29. The method of claim 27, wherein each residue of the tat peptide is a D amino acid.

30. The method of claim 23, comprising YGRKKRRQRRR (SEQ ID NO: 1) as the internalization peptide linked at its N-terminus to KLSSIESDV (SEQ ID NO: 2) or KLSSIESDV (SEQ ID NO: 12) as the inhibitory peptide to form a fusion protein.

31. The method of claim 30, wherein the active agent comprises a contiguous fragment of D residues, including each of K and R residues.

32. The method of claim 23, wherein the active agent comprises ygrkrrqrrklsses iesdv (SEQ ID NO: 6), wherein the lower case letters represent D amino acids and the upper case letters represent L amino acids.

33. The method of any one of the preceding claims, wherein the thrombolytic agent is administered within a window of 60, 30 or 15 minutes prior to the active agent.

34. The method of any one of the preceding claims, wherein the active agent and the thrombolytic agent are administered simultaneously.

35. A method of delivering an active agent to a subject in need thereof, comprising administering an active agent as defined in any of the preceding claims by a non-intravenous route, wherein the active agent is delivered to the plasma at a therapeutic level.

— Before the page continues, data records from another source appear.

//! CLI entry point for songtree: inspect, query and populate a database file.

mod scan;

use std::cell::RefCell;
use std::error::Error;
use std::path::PathBuf;
use std::process::ExitCode;

use clap::Parser;
use serde::Serialize;
use songtree_core::{
    default_config_path, load_config, set_database_path, stats, DatabaseConfig, Selection,
    SimpleDatabase, Tag,
};
use tracing_subscriber::EnvFilter;

#[derive(Parser)]
#[command(name = "songtree")]
#[command(about = "songtree: persistent index of a music library")]
struct Cli {
    /// Config file to read (default: config.toml in the app data directory).
    #[arg(long, global = true, value_name = "FILE")]
    config: Option<PathBuf>,
    /// Database file to use, overriding the config.
    #[arg(long, global = true, value_name = "PATH")]
    db: Option<PathBuf>,
    /// Print results as JSON.
    #[arg(long, global = true)]
    json: bool,
    #[command(subcommand)]
    command: Option<Commands>,
}

#[derive(clap::Subcommand)]
enum Commands {
    /// Remember PATH as the database file in the config.
    Init {
        #[arg(value_name = "PATH")]
        path: PathBuf,
    },
    /// Check that the database file can be read and written (or created).
    Check,
    /// Count directories, songs and playlists.
    Stats,
    /// List the entries directly inside a directory.
    Ls {
        #[arg(value_name = "URI", default_value = "")]
        uri: String,
    },
    /// List every song below a directory, optionally filtered.
    Find {
        #[arg(value_name = "URI", default_value = "")]
        uri: String,
        /// Only songs whose URI or any tag value contains this text (case-insensitive).
        #[arg(long)]
        contains: Option<String>,
    },
    /// Show one song.
    Song {
        #[arg(value_name = "URI")]
        uri: String,
    },
    /// Add the songs and playlists found under a music directory, then save.
    Import {
        #[arg(value_name = "MUSIC_DIR")]
        music_dir: PathBuf,
    },
}

/// One listed entry, as printed by `ls`, `find` and `song`.
#[derive(Serialize)]
#[serde(tag = "type", rename_all = "lowercase")]
enum Entry {
    Directory { uri: String, mtime: u64 },
    Song { uri: String, mtime: u64, tags: Vec<Tag> },
    Playlist { uri: String, mtime: u64 },
}

impl Entry {
    fn print(&self) {
        match self {
            Entry::Directory { uri, .. } => println!("directory: {uri}"),
            Entry::Song { uri, tags, .. } => {
                println!("file: {uri}");
                for tag in tags {
                    println!("  {}: {}", tag.name, tag.value);
                }
            }
            Entry::Playlist { uri, .. } => println!("playlist: {uri}"),
        }
    }
}

fn main() -> ExitCode {
    tracing_subscriber::fmt()
        .with_env_filter(EnvFilter::try_from_default_env().unwrap_or_else(|_| EnvFilter::new("info")))
        .with_writer(std::io::stderr)
        .init();

    let cli = Cli::parse();
    match run(cli) {
        Ok(()) => ExitCode::SUCCESS,
        Err(e) => {
            let mut message = e.to_string();
            let mut source = e.source();
            while let Some(cause) = source {
                message.push_str(&format!(": {cause}"));
                source = cause.source();
            }
            eprintln!("Error: {message}");
            ExitCode::FAILURE
        }
    }
}

fn run(cli: Cli) -> Result<(), Box<dyn Error>> {
    let json = cli.json;
    let command = cli.command.unwrap_or(Commands::Stats);

    if let Commands::Init { path } = &command {
        let config_path = config_path(cli.config)?;
        set_database_path(&config_path, path)?;
        println!("{}", config_path.display());
        return Ok(());
    }

    let db_config = match cli.db {
        Some(path) => DatabaseConfig::new(path.to_string_lossy()),
        None => load_config(&config_path(cli.config)?)?.database,
    };
    let mut db = SimpleDatabase::configure(&db_config)?;

    if let Commands::Check = command {
        db.check()?;
        println!("{}: ok", db.path().display());
        return Ok(());
    }

    db.open()?;
    match command {
        Commands::Init { .. } | Commands::Check => {}
        Commands::Stats => {
            let stats = stats::collect(&db)?;
            if json {
                println!("{}", serde_json::to_string_pretty(&stats)?);
            } else {
                println!("directories: {}", stats.directories);
                println!("songs:       {}", stats.songs);
                println!("playlists:   {}", stats.playlists);
            }
        }
        Commands::Ls { uri } => {
            let entries = RefCell::new(Vec::new());
            db.visit(collect_into(&entries, Selection::new(uri)))?;
            print_entries(&entries.into_inner(), json)?;
        }
        Commands::Find { uri, contains } => {
            let needle = contains.map(|s| s.to_lowercase());
            let entries = RefCell::new(Vec::new());
            let selection = Selection::new(uri)
                .recursive(true)
                .matching(move |song| match &needle {
                    None => true,
                    Some(needle) => {
                        song.uri.to_lowercase().contains(needle)
                            || song.tags.iter().any(|t| t.value.to_lowercase().contains(needle))
                    }
                });
            let entries_ref = &entries;
            db.visit(selection.on_song(move |s| {
                entries_ref.borrow_mut().push(song_entry(&s.uri(), s.song()));
                Ok(())
            }))?;
            print_entries(&entries.into_inner(), json)?;
        }
        Commands::Song { uri } => {
            let song = db.get_song(&uri)?;
            print_entries(&[song_entry(&uri, &song)], json)?;
        }
        Commands::Import { music_dir } => {
            let summary = scan::import(&db, &music_dir)?;
            db.save()?;
            println!(
                "Imported {} song(s), {} playlist(s) in {} director(ies) from {} ({} skipped)",
                summary.songs,
                summary.playlists,
                summary.directories,
                music_dir.display(),
                summary.skipped
            );
        }
    }
    db.close();
    Ok(())
}

fn config_path(explicit: Option<PathBuf>) -> Result<PathBuf, Box<dyn Error>> {
    match explicit {
        Some(path) => Ok(path),
        None => default_config_path().ok_or_else(|| "could not determine app data directory".into()),
    }
}

/// Record every directory, song and playlist the selection reaches.
fn collect_into<'a>(entries: &'a RefCell<Vec<Entry>>, selection: Selection<'a>) -> Selection<'a> {
    selection
        .on_directory(move |d| {
            entries.borrow_mut().push(Entry::Directory {
                uri: d.uri().to_string(),
                mtime: d.mtime(),
            });
            Ok(())
        })
        .on_song(move |s| {
            entries.borrow_mut().push(song_entry(&s.uri(), s.song()));
            Ok(())
        })
        .on_playlist(move |p| {
            entries.borrow_mut().push(Entry::Playlist {
                uri: p.uri(),
                mtime: p.playlist().mtime,
            });
            Ok(())
        })
}

fn song_entry(uri: &str, song: &songtree_core::Song) -> Entry {
    Entry::Song {
        uri: uri.to_string(),
        mtime: song.mtime,
        tags: song.tags.clone(),
    }
}

fn print_entries(entries: &[Entry], json: bool) -> Result<(), serde_json::Error> {
    if json {
        println!("{}", serde_json::to_string_pretty(entries)?);
    } else {
        for entry in entries {
            entry.print();
        }
    }
    Ok(())
}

36. The method of claim 35, wherein the active agent is administered subcutaneously.

37. The method of claim 35, wherein the active agent is administered intramuscularly.

38. The method of claim 35, wherein the active agent is administered intranasally or intrapulmonary.

39. The method of claim 35, wherein the dose is greater than 3mg/kg.

40. The method of claim 35, wherein the dose is greater than 10mg/kg.

41. The method of claim 35, wherein the dose is greater than 20mg/kg.

42. The method of claim 35, wherein the dose is less than 10mg/kg and the active agent is administered without co-administration of a mast cell degranulation inhibitor or an antihistamine.

43. The method of claim 35, wherein the dose is greater than 10mg/kg and the active agent is administered.

44. The method of claim 35, wherein the subject has or is at risk of a disease selected from stroke, cerebral ischemia, central nervous system trauma, pain, anxiety, epilepsy, subarachnoid hemorrhage, alzheimer's disease, or parkinson's disease.